Financial incentives were first introduced by Rishi Sunak in August and currently offer firms £2,000 to take on apprentices aged 16 to 24, while those that employ new apprentices aged 25 and over are paid £1,500.
But take-up has been low. Latest Department for Education data shows that 25,420 employers have submitted claims for the bonus as of 1 February 2021. The Treasury had budgeted for up to 100,000 incentive payments for new apprentice hires.
The current scheme ends in March, but the chancellor has new plans which will be unveiled in his budget next week to extend it until September 2021.
From April, the incentives will become more generous with a £3,000 payment per hire, regardless of the apprentice’s age.
This is on top of the £1,000 payment provided for new apprentices aged 16 to 18 and those under 25 with an Education, Health and Care Plan, meaning that some employers could receive £4,000 in total.
Association of Employment and Learning Providers chief executive Jane Hickie said the financial incentives boost could be a “game-changer” and prove to be “particularly attractive to smaller businesses”.
“But if we were in the Treasury’s shoes, we would have channelled the increased incentives to focus on 16- to 24-year-olds only, because that is where the support is really needed and where the stimulus is required,” she added.
The chancellor is also expected to launch a new “flexi-job” apprenticeship on Wednesday.
Under the plans, individuals will be linked to an agency, instead of a single employer, and take on different jobs with multiple businesses in one sector.

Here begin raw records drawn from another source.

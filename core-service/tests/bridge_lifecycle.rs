//! Bridge registration, lazy/eager construction and teardown over the
//! in-process transport.

use std::sync::{Arc, Mutex};

use bridge_desktop::{InMemoryInitializer, InMemorySensor, LocalTransport, StreamItem};
use bridge_traits::{
    HostChannelTransport, InitializationTrigger, MethodCall, MethodHandler, MethodResponse,
    SensorCapability, SensorInitializer,
};
use core_runtime::config::{BridgeConfig, InitializationPolicy};
use core_runtime::events::{BridgeEvent, LifecycleEvent};
use core_service::{BridgeState, CoreError, SensorBridge, UNAVAILABLE_CODE};
use mockall::mock;
use serde_json::json;

const METHOD: &str = "awareframework_core/method";
const EVENT: &str = "awareframework_core/event";

mock! {
    pub Hooks {}

    impl MethodHandler for Hooks {
        fn begin_method_handle(&self, call: &MethodCall);
        fn end_method_handle(&self, call: &MethodCall);
    }
}

/// Declines the first request, then builds a sensor; records what asked.
#[derive(Default)]
struct ReluctantInitializer {
    triggers: Mutex<Vec<String>>,
}

impl SensorInitializer for ReluctantInitializer {
    fn initialize_sensor(
        &self,
        trigger: InitializationTrigger<'_>,
    ) -> Option<Arc<dyn SensorCapability>> {
        let mut triggers = self.triggers.lock().unwrap();
        triggers.push(match trigger {
            InitializationTrigger::Registration => "registration".to_string(),
            InitializationTrigger::MethodCall(call) => call.method.clone(),
        });
        if triggers.len() == 1 {
            return None;
        }
        let sensor: Arc<dyn SensorCapability> = Arc::new(InMemorySensor::new());
        Some(sensor)
    }
}

fn bridge_with(
    initializer: Arc<InMemoryInitializer>,
    policy: InitializationPolicy,
) -> SensorBridge {
    let config = BridgeConfig::for_plugin("awareframework_core")
        .initialization(policy)
        .sensor_initializer(initializer)
        .build()
        .unwrap();
    SensorBridge::new(config).unwrap()
}

fn registered(
    policy: InitializationPolicy,
) -> (SensorBridge, Arc<LocalTransport>, Arc<InMemoryInitializer>) {
    let initializer = Arc::new(InMemoryInitializer::new());
    let bridge = bridge_with(initializer.clone(), policy);
    let transport = Arc::new(LocalTransport::new());
    bridge.register(transport.clone()).unwrap();
    (bridge, transport, initializer)
}

fn invoke(transport: &LocalTransport, call: MethodCall) -> MethodResponse {
    transport.invoke(METHOD, &call).unwrap()
}

#[test]
fn test_register_binds_channels() {
    let (bridge, transport, _) = registered(InitializationPolicy::Lazy);

    assert!(transport.is_method_channel_bound(METHOD));
    assert!(transport.is_stream_channel_bound(EVENT));
    assert_eq!(bridge.state(), BridgeState::Registered { sensor_present: false });

    let second = Arc::new(LocalTransport::new());
    assert!(matches!(
        bridge.register(second.clone()),
        Err(CoreError::AlreadyRegistered(channel)) if channel == METHOD
    ));
    assert_eq!(second.bound_channels(), 0);
}

#[test]
fn test_lazy_initialization_happens_once() {
    let (bridge, transport, initializer) = registered(InitializationPolicy::Lazy);
    assert_eq!(initializer.calls(), 0);

    invoke(&transport, MethodCall::new("start"));
    invoke(&transport, MethodCall::new("enable"));

    assert_eq!(initializer.calls(), 1);
    assert_eq!(bridge.state(), BridgeState::Registered { sensor_present: true });

    let snapshot = initializer.sensor().snapshot();
    assert!(snapshot.running);
    assert!(snapshot.enabled);
}

#[test]
fn test_lazy_initializer_sees_triggering_call() {
    let initializer = Arc::new(ReluctantInitializer::default());
    let config = BridgeConfig::for_plugin("awareframework_core")
        .sensor_initializer(initializer.clone())
        .build()
        .unwrap();
    let bridge = SensorBridge::new(config).unwrap();
    let transport = Arc::new(LocalTransport::new());
    bridge.register(transport.clone()).unwrap();

    // No sensor produced: the call is a no-op and the next call asks again
    assert_eq!(invoke(&transport, MethodCall::new("sync")), MethodResponse::empty());
    assert!(bridge.capability().is_none());

    invoke(&transport, MethodCall::new("start"));
    invoke(&transport, MethodCall::new("stop"));
    assert!(bridge.capability().is_some());
    assert_eq!(*initializer.triggers.lock().unwrap(), vec!["sync", "start"]);
}

#[test]
fn test_unknown_call_does_not_build_sensor() {
    let (bridge, transport, initializer) = registered(InitializationPolicy::Lazy);

    let response = invoke(&transport, MethodCall::new("calibrate"));

    assert_eq!(response, MethodResponse::NotImplemented);
    assert_eq!(initializer.calls(), 0);
    assert!(bridge.capability().is_none());
}

#[test]
fn test_eager_initialization_at_registration() {
    let initializer = Arc::new(InMemoryInitializer::new());
    let bridge = bridge_with(initializer.clone(), InitializationPolicy::Eager);
    let mut events = bridge.events();

    bridge.register(Arc::new(LocalTransport::new())).unwrap();

    assert_eq!(initializer.calls(), 1);
    assert_eq!(bridge.state(), BridgeState::Registered { sensor_present: true });
    assert!(matches!(
        events.try_recv().unwrap(),
        BridgeEvent::Lifecycle(LifecycleEvent::Registered { .. })
    ));
    assert_eq!(
        events.try_recv().unwrap(),
        BridgeEvent::Lifecycle(LifecycleEvent::CapabilityInitialized {
            trigger: "registration".to_string()
        })
    );

    bridge.dispatch(&MethodCall::new("start"));
    assert_eq!(initializer.calls(), 1);
}

#[test]
fn test_full_control_surface() {
    let (_bridge, transport, initializer) = registered(InitializationPolicy::Lazy);

    invoke(&transport, MethodCall::new("enable"));
    assert_eq!(
        invoke(&transport, MethodCall::new("is_enable")),
        MethodResponse::value(true)
    );
    invoke(
        &transport,
        MethodCall::new("sync").with_arguments(json!({ "force": true })),
    );
    invoke(&transport, MethodCall::new("sync"));
    invoke(
        &transport,
        MethodCall::new("set_label").with_arguments(json!({ "label": "walking" })),
    );
    invoke(&transport, MethodCall::new("set_label"));
    invoke(&transport, MethodCall::new("disable"));
    invoke(&transport, MethodCall::new("stop"));

    let snapshot = initializer.sensor().snapshot();
    assert_eq!(snapshot.syncs, vec![true, false]);
    assert_eq!(snapshot.label.as_deref(), Some("walking"));
    assert!(!snapshot.enabled);
    assert_eq!(snapshot.stop_count, 1);
}

#[test]
fn test_hooks_run_for_every_call() {
    let mut hooks = MockHooks::new();
    hooks.expect_begin_method_handle().times(3).return_const(());
    hooks.expect_end_method_handle().times(3).return_const(());

    let config = BridgeConfig::for_plugin("awareframework_core")
        .sensor_initializer(Arc::new(InMemoryInitializer::new()))
        .method_handler(Arc::new(hooks))
        .build()
        .unwrap();
    let bridge = SensorBridge::new(config).unwrap();
    let transport = Arc::new(LocalTransport::new());
    bridge.register(transport.clone()).unwrap();

    invoke(&transport, MethodCall::new("start"));
    invoke(&transport, MethodCall::new("calibrate"));
    invoke(
        &transport,
        MethodCall::new("cancel_broadcast_stream").with_arguments(json!({ "name": "light" })),
    );
}

#[test]
fn test_injected_capability() {
    let (bridge, transport, initializer) = registered(InitializationPolicy::Lazy);
    let injected = Arc::new(InMemorySensor::new());

    bridge.set_capability(injected.clone()).unwrap();
    invoke(&transport, MethodCall::new("start"));

    assert_eq!(initializer.calls(), 0);
    assert!(injected.snapshot().running);
}

#[test]
fn test_teardown_releases_everything() {
    let (bridge, transport, _) = registered(InitializationPolicy::Eager);
    let mut stream = transport
        .listen(EVENT, Some(json!({ "name": "light" })))
        .unwrap();
    let mut events = bridge.events();

    bridge.teardown().unwrap();

    assert_eq!(bridge.state(), BridgeState::Unregistered);
    assert!(bridge.capability().is_none());
    assert!(bridge.subscriptions("light").is_empty());
    assert_eq!(transport.bound_channels(), 0);
    assert_eq!(stream.try_recv(), None);
    assert!(stream.is_finished());
    assert_eq!(
        events.try_recv().unwrap(),
        BridgeEvent::Lifecycle(LifecycleEvent::TornDown)
    );

    // Second teardown is a no-op
    bridge.teardown().unwrap();
    assert!(events.try_recv().is_err());
}

#[test]
fn test_calls_after_teardown_are_unavailable() {
    let mut hooks = MockHooks::new();
    hooks.expect_begin_method_handle().never();
    hooks.expect_end_method_handle().never();

    let initializer = Arc::new(InMemoryInitializer::new());
    let config = BridgeConfig::for_plugin("awareframework_core")
        .sensor_initializer(initializer.clone())
        .method_handler(Arc::new(hooks))
        .build()
        .unwrap();
    let bridge = SensorBridge::new(config).unwrap();

    // Before registration
    let response = bridge.dispatch(&MethodCall::new("start"));
    assert!(matches!(response, MethodResponse::Error { ref code, .. } if code == UNAVAILABLE_CODE));

    let transport = Arc::new(LocalTransport::new());
    bridge.register(transport.clone()).unwrap();
    bridge.teardown().unwrap();

    // Transport no longer routes to the bridge, and direct calls are refused
    assert!(transport.invoke(METHOD, &MethodCall::new("start")).is_err());
    let response = bridge.dispatch(&MethodCall::new("start"));
    assert!(matches!(response, MethodResponse::Error { ref code, .. } if code == UNAVAILABLE_CODE));
    assert_eq!(initializer.calls(), 0);
    assert!(matches!(
        bridge.set_capability(initializer.sensor()),
        Err(CoreError::NotRegistered)
    ));
}

#[test]
fn test_dropping_registered_bridge_releases_it() {
    let (bridge, transport, initializer) = registered(InitializationPolicy::Eager);
    assert_eq!(Arc::strong_count(&initializer), 2);

    drop(bridge);

    // Nothing but the test holds the initializer any more
    assert_eq!(Arc::strong_count(&initializer), 1);
    let response = invoke(&transport, MethodCall::new("start"));
    assert!(matches!(response, MethodResponse::Error { ref code, .. } if code == UNAVAILABLE_CODE));

    let mut stream = transport
        .listen(EVENT, Some(json!({ "name": "light" })))
        .unwrap();
    assert!(matches!(
        stream.try_recv(),
        Some(StreamItem::Error(err)) if err.code == UNAVAILABLE_CODE
    ));
    assert_eq!(initializer.sensor().snapshot().start_count, 0);
}

#[test]
fn test_reregister_after_teardown() {
    let (bridge, transport, initializer) = registered(InitializationPolicy::Lazy);
    invoke(&transport, MethodCall::new("start"));
    bridge.teardown().unwrap();

    bridge.register(transport.clone()).unwrap();
    assert_eq!(bridge.state(), BridgeState::Registered { sensor_present: false });

    invoke(&transport, MethodCall::new("start"));
    assert_eq!(initializer.calls(), 2);
}

struct RefusingTransport {
    inner: LocalTransport,
}

impl HostChannelTransport for RefusingTransport {
    fn set_method_call_handler(
        &self,
        channel: &str,
        handler: Option<Arc<dyn bridge_traits::MethodCallHandler>>,
    ) -> bridge_traits::error::Result<()> {
        self.inner.set_method_call_handler(channel, handler)
    }

    fn set_stream_handler(
        &self,
        channel: &str,
        handler: Option<Arc<dyn bridge_traits::StreamHandler>>,
    ) -> bridge_traits::error::Result<()> {
        if handler.is_some() {
            return Err(bridge_traits::BridgeError::OperationFailed(format!(
                "{} is reserved",
                channel
            )));
        }
        self.inner.set_stream_handler(channel, None)
    }
}

#[test]
fn test_failed_binding_rolls_back() {
    let bridge = bridge_with(Arc::new(InMemoryInitializer::new()), InitializationPolicy::Lazy);
    let transport = Arc::new(RefusingTransport {
        inner: LocalTransport::new(),
    });

    let result = bridge.register(transport.clone());

    assert!(matches!(result, Err(CoreError::Bridge(_))));
    assert!(!bridge.is_registered());
    assert_eq!(transport.inner.bound_channels(), 0);
}

#[test]
fn test_stream_item_for_emitted_reading() {
    let (bridge, transport, _) = registered(InitializationPolicy::Lazy);
    let mut stream = transport
        .listen(EVENT, Some(json!({ "name": "accelerometer" })))
        .unwrap();

    assert_eq!(bridge.emit("accelerometer", json!({ "x": 0.5 })), 1);
    assert_eq!(stream.try_recv(), Some(StreamItem::Event(json!({ "x": 0.5 }))));
}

This scheme is targeted at industries with more flexible working patterns, such as the TV and film sectors. These industries have struggled to spend their levy funding over the years because most roles are freelance and usually only run for two to three months, rather than the 12-month minimum duration needed for an apprenticeship.
The Treasury said that from July, employers will be able to bid for money from a £7 million fund to create new agencies, with the first “flexi-job” apprenticeships expected to start in January 2022.
Hickie pointed out that the flexi-job proposal builds on a prior announcement about portable apprenticeships which the chancellor announced at the last spending review and “looks like a rebadging of the existing Apprenticeship Training Agency model”.
Sunak is also set to announce in his budget next week an “additional” £126 million to further increase traineeship numbers by an extra 40,000 in 2021/22.
This will include £22 million to continue the employer incentive payment of £1,000. It builds on the £111 million the chancellor set aside in 2020/21 to triple the number of traineeships.
Sunak, said: “Our Plan for Jobs has spread opportunity and hope throughout the crisis – helping people back into work and harnessing their talents for the future.
“We know there’s more to do and it’s vital this continues throughout the next stage of our recovery, which is why I’m boosting support for these programmes, helping jobseekers and employers alike.”